Some more systemd drama.
As many of you might know already, the Init GR Debian vote promoted by
Ian Jackson wasn’t useful to protect Debian’s legacy and its users
from the systemd avalanche.
This situation prospects a lock in systemd dependencies which is
de-facto threatening freedom of development and has serious
consequences for Debian, its upstream and its downstream.
After Ian Jackson, one of the core contributors to Debian, resigned last week, other maintainers have decided to fork Debian to a new distro called “Devuan", that swears by the freedom of chosing your own init-system to manage services.
Devuan will derive its own installer and package repositories from Debian, modifying them where necessary, with the first goal of removing systemd, still inheriting the Debian development workflow while continuing it on a different path: free from bloat as a minimalist base distro should be.

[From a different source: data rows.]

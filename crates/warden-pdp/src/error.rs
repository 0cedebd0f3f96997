//! PDP error types

use thiserror::Error;
use warden_types::{ErrorKind, FqnError};

pub type Result<T> = std::result::Result<T, PdpError>;

#[derive(Debug, Error, PartialEq, Eq)]
pub enum PdpError {
    #[error(transparent)]
    InvalidFqn(#[from] FqnError),

    #[error("expected an attribute definition under the FQN {0}")]
    MissingDefinition(String),

    #[error("attribute definition rule cannot be unspecified: {0}")]
    UnspecifiedRule(String),
}

impl PdpError {
    pub fn kind(&self) -> ErrorKind {
        match self {
            Self::InvalidFqn(_) => ErrorKind::InvalidArgument,
            Self::MissingDefinition(_) => ErrorKind::Internal,
            Self::UnspecifiedRule(_) => ErrorKind::FailedPrecondition,
        }
    }
}
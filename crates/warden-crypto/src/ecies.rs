//! ECDH + HKDF + AES-GCM hybrid encryption.
//!
//! The sender generates an ephemeral key on the recipient's curve, derives a
//! 32-byte AES key with HKDF-SHA256 over the ECDH secret and seals the payload
//! as `nonce || ciphertext || tag`. The ephemeral public key travels alongside.

use zeroize::Zeroizing;

use crate::aead;
use crate::ec::{EcPrivateKey, EcPublicKey};
use crate::encapsulator::Encapsulator;
use crate::error::{CryptoError, Result};
use crate::kdf;

/// ECDH followed by HKDF-SHA256 to `len` bytes.
pub fn derive_shared_key(
    private: &EcPrivateKey,
    peer: &EcPublicKey,
    salt: &[u8],
    info: &[u8],
    len: usize,
) -> Result<Zeroizing<Vec<u8>>> {
    let secret = private.diffie_hellman(peer)?;
    kdf::hkdf_sha256(salt, &secret, info, len)
}

/// Encrypts for a recipient public key using a fresh ephemeral key.
#[derive(Debug)]
pub struct EcEncryptor {
    recipient: EcPublicKey,
    ephemeral: EcPrivateKey,
    salt: Vec<u8>,
    info: Vec<u8>,
}

impl EcEncryptor {
    pub fn new(recipient: EcPublicKey, salt: &[u8], info: &[u8]) -> Self {
        let ephemeral = EcPrivateKey::generate(recipient.curve());
        Self {
            recipient,
            ephemeral,
            salt: salt.to_vec(),
            info: info.to_vec(),
        }
    }

    pub fn recipient(&self) -> &EcPublicKey {
        &self.recipient
    }

    pub fn ephemeral_public_key(&self) -> EcPublicKey {
        self.ephemeral.public_key()
    }
}

impl Encapsulator for EcEncryptor {
    fn encrypt(&self, data: &[u8]) -> Result<Vec<u8>> {
        let key = derive_shared_key(
            &self.ephemeral,
            &self.recipient,
            &self.salt,
            &self.info,
            aead::KEY_LEN,
        )?;
        aead::seal(&key, data)
    }

    /// The ephemeral public key, which the recipient needs to derive the same secret.
    fn public_key_pem(&self) -> Result<String> {
        self.ephemeral.public_key().to_pem()
    }

    fn ephemeral_key(&self) -> Option<Vec<u8>> {
        self.ephemeral.public_key().to_der().ok()
    }
}

/// Decrypts payloads produced by an [`EcEncryptor`] for this private key.
#[derive(Debug)]
pub struct EcDecryptor {
    key: EcPrivateKey,
    salt: Vec<u8>,
    info: Vec<u8>,
}

impl EcDecryptor {
    pub fn new(key: EcPrivateKey, salt: &[u8], info: &[u8]) -> Self {
        Self {
            key,
            salt: salt.to_vec(),
            info: info.to_vec(),
        }
    }

    pub fn decrypt(&self, ephemeral: &EcPublicKey, ciphertext: &[u8]) -> Result<Zeroizing<Vec<u8>>> {
        if ephemeral.curve() != self.key.curve() {
            return Err(CryptoError::CurveMismatch {
                expected: self.key.curve(),
                actual: ephemeral.curve(),
            });
        }
        let key = derive_shared_key(&self.key, ephemeral, &self.salt, &self.info, aead::KEY_LEN)?;
        aead::open(&key, ciphertext).map(Zeroizing::new)
    }
}
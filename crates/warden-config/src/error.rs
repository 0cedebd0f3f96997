//! Configuration error types

use std::path::PathBuf;

use thiserror::Error;
use warden_types::ErrorKind;

pub type Result<T> = std::result::Result<T, ConfigError>;

#[derive(Debug, Error)]
pub enum ConfigError {
    #[error("Failed to write config file at {path}: {source}")]
    WriteError {
        path: PathBuf,
        source: std::io::Error,
    },

    #[error("Failed to merge configuration: {0}")]
    MergeError(#[from] config::ConfigError),

    #[error("Invalid configuration: {0}")]
    ValidationError(String),

    #[error("Project already initialized: {0} exists")]
    AlreadyInitialized(PathBuf),

    #[error("XDG directory error: {0}")]
    XdgError(String),
}

impl ConfigError {
    pub fn kind(&self) -> ErrorKind {
        match self {
            Self::ValidationError(_) | Self::MergeError(_) => ErrorKind::InvalidArgument,
            Self::AlreadyInitialized(_) => ErrorKind::FailedPrecondition,
            Self::WriteError { .. } | Self::XdgError(_) => ErrorKind::Internal,
        }
    }
}
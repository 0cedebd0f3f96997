//! Keycloak admin REST client.
//!
//! One [`KeycloakClient`] per service holds the HTTP client and the service
//! account's [`ClientCredentials`].

use std::fmt;
use std::time::Duration;

use async_trait::async_trait;
use serde::Deserialize;
use serde::de::DeserializeOwned;
use tracing::warn;
use warden_types::RequestContext;

use crate::error::{ErsError, Result};
use crate::idp::{IdentityProvider, IdpGroup, IdpRecord, UserQuery};
use crate::oauth::{ClientCredentials, DEFAULT_TOKEN_BUFFER};

const MEMBERS_PAGE_SIZE: usize = 100;

/// Which identities may be synthesized from the request when the IdP has no record.
#[derive(Debug, Clone, Copy, Default, PartialEq, Eq, Deserialize)]
#[serde(default)]
pub struct InferId {
    pub client_id: bool,
    pub email: bool,
    pub username: bool,
}

/// Connection and resolution settings for Keycloak.
#[derive(Clone)]
pub struct KeycloakConfig {
    pub url: String,
    pub realm: String,
    pub client_id: String,
    pub client_secret: String,
    /// Pre-17 servers serve everything under `/auth`.
    pub legacy_keycloak: bool,
    pub sub_groups: bool,
    pub infer_id: InferId,
    pub token_buffer: Duration,
    pub request_timeout: Duration,
}

impl Default for KeycloakConfig {
    fn default() -> Self {
        Self {
            url: String::new(),
            realm: String::new(),
            client_id: String::new(),
            client_secret: String::new(),
            legacy_keycloak: false,
            sub_groups: false,
            infer_id: InferId::default(),
            token_buffer: DEFAULT_TOKEN_BUFFER,
            request_timeout: Duration::from_secs(10),
        }
    }
}

impl fmt::Debug for KeycloakConfig {
    fn fmt(&self, f: &mut fmt::Formatter<'_>) -> fmt::Result {
        f.debug_struct("KeycloakConfig")
            .field("url", &self.url)
            .field("realm", &self.realm)
            .field("client_id", &self.client_id)
            .field("client_secret", &"[REDACTED]")
            .field("legacy_keycloak", &self.legacy_keycloak)
            .field("sub_groups", &self.sub_groups)
            .field("infer_id", &self.infer_id)
            .field("token_buffer", &self.token_buffer)
            .finish_non_exhaustive()
    }
}

impl KeycloakConfig {
    fn base(&self) -> String {
        let url = self.url.trim_end_matches('/');
        if self.legacy_keycloak {
            format!("{url}/auth")
        } else {
            url.to_string()
        }
    }

    pub fn token_url(&self) -> String {
        format!(
            "{}/realms/{}/protocol/openid-connect/token",
            self.base(),
            self.realm
        )
    }

    pub fn admin_url(&self, path: &str) -> String {
        format!("{}/admin/realms/{}{path}", self.base(), self.realm)
    }
}

// ============================================================================
// KeycloakClient
// ============================================================================

pub struct KeycloakClient {
    config: KeycloakConfig,
    http: reqwest::Client,
    credentials: ClientCredentials,
}

impl KeycloakClient {
    pub fn new(config: KeycloakConfig) -> Result<Self> {
        if config.legacy_keycloak {
            warn!("using legacy connection mode for Keycloak < 17.x.x");
        }
        let http = reqwest::Client::builder()
            .timeout(config.request_timeout)
            .build()
            .map_err(|e| ErsError::CreationFailed(format!("http client: {e}")))?;
        let credentials = ClientCredentials::new(
            http.clone(),
            config.token_url(),
            config.client_id.as_str(),
            config.client_secret.as_str(),
        )
        .with_buffer(config.token_buffer);
        Ok(Self {
            config,
            http,
            credentials,
        })
    }

    pub fn config(&self) -> &KeycloakConfig {
        &self.config
    }

    async fn get_json<T: DeserializeOwned>(
        &self,
        ctx: &RequestContext,
        path: &str,
        query: &[(&str, &str)],
    ) -> Result<T> {
        let token = self.credentials.token(ctx).await?;
        let url = self.config.admin_url(path);
        let request = async {
            self.http
                .get(&url)
                .bearer_auth(&token)
                .query(query)
                .send()
                .await?
                .error_for_status()?
                .json::<T>()
                .await
        };
        ctx.run(request)
            .await?
            .map_err(|e| ErsError::retrieval(path, e))
    }
}

impl fmt::Debug for KeycloakClient {
    fn fmt(&self, f: &mut fmt::Formatter<'_>) -> fmt::Result {
        f.debug_struct("KeycloakClient")
            .field("config", &self.config)
            .finish_non_exhaustive()
    }
}

#[async_trait]
impl IdentityProvider for KeycloakClient {
    fn realm(&self) -> &str {
        &self.config.realm
    }

    async fn get_clients(&self, ctx: &RequestContext, client_id: &str) -> Result<Vec<IdpRecord>> {
        self.get_json(ctx, "/clients", &[("clientId", client_id)]).await
    }

    async fn get_users(&self, ctx: &RequestContext, query: UserQuery<'_>) -> Result<Vec<IdpRecord>> {
        let field = match query {
            UserQuery::Username(_) => "username",
            UserQuery::Email(_) => "email",
        };
        self.get_json(ctx, "/users", &[(field, query.value()), ("exact", "true")])
            .await
    }

    async fn search_groups(&self, ctx: &RequestContext, search: &str) -> Result<Vec<IdpGroup>> {
        self.get_json(ctx, "/groups", &[("search", search)]).await
    }

    async fn get_group_members(&self, ctx: &RequestContext, group_id: &str) -> Result<Vec<IdpRecord>> {
        let path = format!("/groups/{group_id}/members");
        let max = MEMBERS_PAGE_SIZE.to_string();
        let mut members = Vec::new();
        loop {
            let first = members.len().to_string();
            let page: Vec<IdpRecord> = self
                .get_json(ctx, &path, &[("first", first.as_str()), ("max", max.as_str())])
                .await?;
            let last_page = page.len() < MEMBERS_PAGE_SIZE;
            members.extend(page);
            if last_page {
                return Ok(members);
            }
        }
    }

    async fn get_sub_groups(&self, ctx: &RequestContext, group_id: &str) -> Result<Vec<IdpGroup>> {
        let path = format!("/groups/{group_id}/children");
        self.get_json(ctx, &path, &[]).await
    }
}
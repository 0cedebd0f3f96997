//! Entities: the principals a decision is made about.

use serde::{Deserialize, Serialize};
use serde_json::{Map, Value};

/// Role an entity plays in a request.
#[derive(Debug, Clone, Copy, PartialEq, Eq, Hash, Default, Serialize, Deserialize)]
#[serde(rename_all = "SCREAMING_SNAKE_CASE")]
pub enum EntityCategory {
    #[default]
    Unspecified,
    Subject,
    Environment,
}

/// The identifying payload of an entity.
///
/// Serializes externally tagged, so a client id becomes `{"clientId": "..."}`.
#[derive(Debug, Clone, PartialEq, Serialize, Deserialize)]
#[serde(rename_all = "camelCase")]
pub enum EntityKind {
    ClientId(String),
    UserName(String),
    EmailAddress(String),
    /// Opaque structured claims, passed through unchanged.
    Claims(Value),
}

impl EntityKind {
    /// Short lowercase tag used when composing ephemeral ids.
    pub fn tag(&self) -> &'static str {
        match self {
            Self::ClientId(_) => "clientid",
            Self::UserName(_) => "username",
            Self::EmailAddress(_) => "emailaddress",
            Self::Claims(_) => "claims",
        }
    }
}

#[derive(Debug, Clone, PartialEq, Serialize, Deserialize)]
#[serde(rename_all = "camelCase")]
pub struct Entity {
    /// Request-scoped id. Empty until assigned.
    #[serde(default, rename = "id")]
    pub ephemeral_id: String,
    #[serde(default)]
    pub category: EntityCategory,
    #[serde(flatten)]
    pub kind: EntityKind,
}

impl Entity {
    pub fn new(kind: EntityKind, category: EntityCategory) -> Self {
        Self {
            ephemeral_id: String::new(),
            category,
            kind,
        }
    }

    pub fn client_id(id: impl Into<String>) -> Self {
        Self::new(EntityKind::ClientId(id.into()), EntityCategory::Subject)
    }

    pub fn user_name(name: impl Into<String>) -> Self {
        Self::new(EntityKind::UserName(name.into()), EntityCategory::Subject)
    }

    pub fn email(address: impl Into<String>) -> Self {
        Self::new(EntityKind::EmailAddress(address.into()), EntityCategory::Subject)
    }

    pub fn claims(claims: Value) -> Self {
        Self::new(EntityKind::Claims(claims), EntityCategory::Subject)
    }

    pub fn with_ephemeral_id(mut self, id: impl Into<String>) -> Self {
        self.ephemeral_id = id.into();
        self
    }

    pub fn with_category(mut self, category: EntityCategory) -> Self {
        self.category = category;
        self
    }

    /// Structured-map form of the entity, as handed to policy evaluation.
    pub fn to_structured(&self) -> Map<String, Value> {
        match serde_json::to_value(self) {
            Ok(Value::Object(map)) => map,
            _ => Map::new(),
        }
    }
}

/// Assigns `jwtentity-<index>` to every entity without an ephemeral id.
pub fn assign_ephemeral_ids(entities: &mut [Entity]) {
    for (idx, entity) in entities.iter_mut().enumerate() {
        if entity.ephemeral_id.is_empty() {
            entity.ephemeral_id = format!("jwtentity-{idx}");
        }
    }
}

/// Ordered entities derived from a single token.
#[derive(Debug, Clone, PartialEq, Default, Serialize, Deserialize)]
#[serde(default, rename_all = "camelCase")]
pub struct EntityChain {
    #[serde(rename = "id")]
    pub ephemeral_id: String,
    pub entities: Vec<Entity>,
}

/// IdP records resolved for one input entity.
#[derive(Debug, Clone, PartialEq, Default, Serialize, Deserialize)]
#[serde(default, rename_all = "camelCase")]
pub struct EntityRepresentation {
    pub original_id: String,
    pub additional_props: Vec<Map<String, Value>>,
}

/// A raw bearer token with a caller-chosen id.
#[derive(Debug, Clone, PartialEq, Eq, Default, Serialize, Deserialize)]
#[serde(default, rename_all = "camelCase")]
pub struct Token {
    pub id: String,
    pub jwt: String,
}

#[cfg(test)]
mod tests {
    use super::*;
    use serde_json::json;

    #[test]
    fn structured_form_is_tagged() {
        let entity = Entity::email("alice@example.org").with_ephemeral_id("e1");
        let map = entity.to_structured();
        assert_eq!(map.get("emailAddress"), Some(&json!("alice@example.org")));
        assert_eq!(map.get("id"), Some(&json!("e1")));
        assert_eq!(map.get("category"), Some(&json!("SUBJECT")));
    }

    #[test]
    fn deserialize_round_trips_kind() {
        let entity: Entity =
            serde_json::from_value(json!({"id": "x", "clientId": "svc", "category": "ENVIRONMENT"}))
                .unwrap();
        assert_eq!(entity.kind, EntityKind::ClientId("svc".to_string()));
        assert_eq!(entity.category, EntityCategory::Environment);
    }

    #[test]
    fn ephemeral_ids_assigned_by_position() {
        let mut entities = vec![
            Entity::client_id("a"),
            Entity::user_name("b").with_ephemeral_id("keep"),
            Entity::email("c@d.e"),
        ];
        assign_ephemeral_ids(&mut entities);
        let ids: Vec<_> = entities.iter().map(|e| e.ephemeral_id.as_str()).collect();
        assert_eq!(ids, ["jwtentity-0", "keep", "jwtentity-2"]);
    }
}
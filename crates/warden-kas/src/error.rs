//! KAS error types

use thiserror::Error;
use warden_authorization::AuthorizationError;
use warden_ers::ErsError;
use warden_trust::TrustError;
use warden_types::{Cancelled, ErrorKind};

use crate::state::RewrapState;

pub type Result<T> = std::result::Result<T, KasError>;

#[derive(Debug, Error)]
pub enum KasError {
    #[error("invalid policy: {0}")]
    InvalidPolicy(String),

    #[error("invalid policy binding: {0}")]
    InvalidBinding(String),

    #[error("invalid key access object: {0}")]
    InvalidKeyAccess(String),

    #[error("client public key rejected: {0}")]
    InvalidClientKey(String),

    #[error("rewrap cannot move from {from} to {to}")]
    InvalidTransition { from: RewrapState, to: RewrapState },

    #[error(transparent)]
    Authorization(#[from] AuthorizationError),

    #[error(transparent)]
    Ers(#[from] ErsError),

    #[error(transparent)]
    Trust(#[from] TrustError),

    #[error(transparent)]
    Cancelled(#[from] Cancelled),
}

impl KasError {
    pub fn kind(&self) -> ErrorKind {
        match self {
            Self::InvalidPolicy(_)
            | Self::InvalidBinding(_)
            | Self::InvalidKeyAccess(_)
            | Self::InvalidClientKey(_) => ErrorKind::InvalidArgument,
            Self::InvalidTransition { .. } => ErrorKind::Internal,
            Self::Authorization(e) => e.kind(),
            Self::Ers(e) => e.kind(),
            Self::Trust(e) => e.kind(),
            Self::Cancelled(_) => ErrorKind::Cancelled,
        }
    }

    pub(crate) fn is_cancelled(&self) -> bool {
        self.kind() == ErrorKind::Cancelled
    }
}
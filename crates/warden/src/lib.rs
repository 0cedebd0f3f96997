//! # Warden
//!
//! Attribute-based access control and key access for data-centric security.
//!
//! Data carries the attributes that govern it. Warden decides whether an
//! entity chain may access data with those attributes, and releases the
//! data's key only when it may.
//!
//! # Architecture
//!
//! ```text
//! ┌──────────────────────────────────────────────────────────────────┐
//! │                              Warden                              │
//! │  ┌─────────┐   ┌──────────────┐   ┌─────────┐   ┌─────────────┐  │
//! │  │   ERS   │ → │ Entitlements │ → │   PDP   │ → │     KAS     │  │
//! │  │(entities│   │ (subject     │   │(ALL_OF/ │   │ (rewrap via │  │
//! │  │ & chains│   │  mappings)   │   │ ANY_OF/ │   │  trust      │  │
//! │  │         │   │              │   │HIERARCHY│   │  layer)     │  │
//! │  └─────────┘   └──────────────┘   └─────────┘   └─────────────┘  │
//! └──────────────────────────────────────────────────────────────────┘
//! ```
//!
//! # Quick Start
//!
//! ```ignore
//! use warden::{Platform, WardenConfig, init_tracing};
//!
//! let config = WardenConfig::load()?;
//! init_tracing(&config.logging)?;
//!
//! let platform = Platform::builder(&config)
//!     .with_attribute_store(store)
//!     .build()
//!     .await?;
//!
//! let responses = platform.authorization().get_decisions(&ctx, &requests).await?;
//! let rewrapped = platform.kas().rewrap(&ctx, &rewrap_request).await?;
//! ```

mod keyring;
mod platform;
mod telemetry;

// Wiring
pub use keyring::load_keyring;
pub use platform::{Platform, PlatformBuilder};
pub use telemetry::{env_filter, init_tracing};

// Configuration
pub use warden_config::{ConfigError, ConfigLoader, ErsMode, WardenConfig};

// Data model
pub use warden_types::{
    Action, AttributeDefinition, AttributeFqn, AttributeRule, AttributeValue, DecisionOutcome,
    DecisionRequest, DecisionResponse, Entity, EntityChain, EntityEntitlements, ErrorKind,
    KeyAlgorithm, KeyIdentifier, RequestContext, ResourceAttribute, Status, Token,
};

// Decision point
pub use warden_pdp::{Decision, determine_access};

// Entity resolution and entitlements
pub use warden_entitlements::{AttributeStore, InMemoryAttributeStore, PolicyEngine};
pub use warden_ers::EntityResolver;

// Authorization
pub use warden_authorization::{
    AuthorizationError, AuthorizationService, EntitlementsRequest, TokenDecisionRequest,
};

// Key access
pub use warden_kas::{
    KasError, KeyAccessObject, KeyAccessResult, KeyAccessServer, RewrapRequest, RewrapResponse,
};
pub use warden_trust::{DelegatingKeyService, KeyIndex, KeyManager, WrappedKeyStore};
pub use warden_crypto::{Encapsulator, encapsulator_from_public_pem};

So the Debian community splits. Most will follow the systemd “official” version of Debian, I’m sure, and a small fragment will follow the Devuan distro. This won’t be the last Debian fork either. Some will disagree with the Devuan-way, and fork yet again – believing they are acting in the true spirit of open source.
I don’t have enough systemd experience to say whether I hate or love it. I see the pro’s and con's everyone always screams about; the fact that systemd tries to manage too much. That the unix philosophy of having many independent tools – focussed on one job, working together – is left behind. The systemd-resolver DNS cache poisoning. The binary logging. The single-point-of-possible-failure systemd introduces. But this not worth dividing a large community over.
The move of forking Debian is bad for everyone: it means less resources for Debian, even lesser resources for Devuan, and an even more confusing landscape for beginning and experienced Linux users and system engineers to pick a distro they like. Surely, we don’t need yet another Linux distribution.
I’ll follow the Devuan movements, but I don’t see this growing to a large community – unless Debian seriously f$%és up.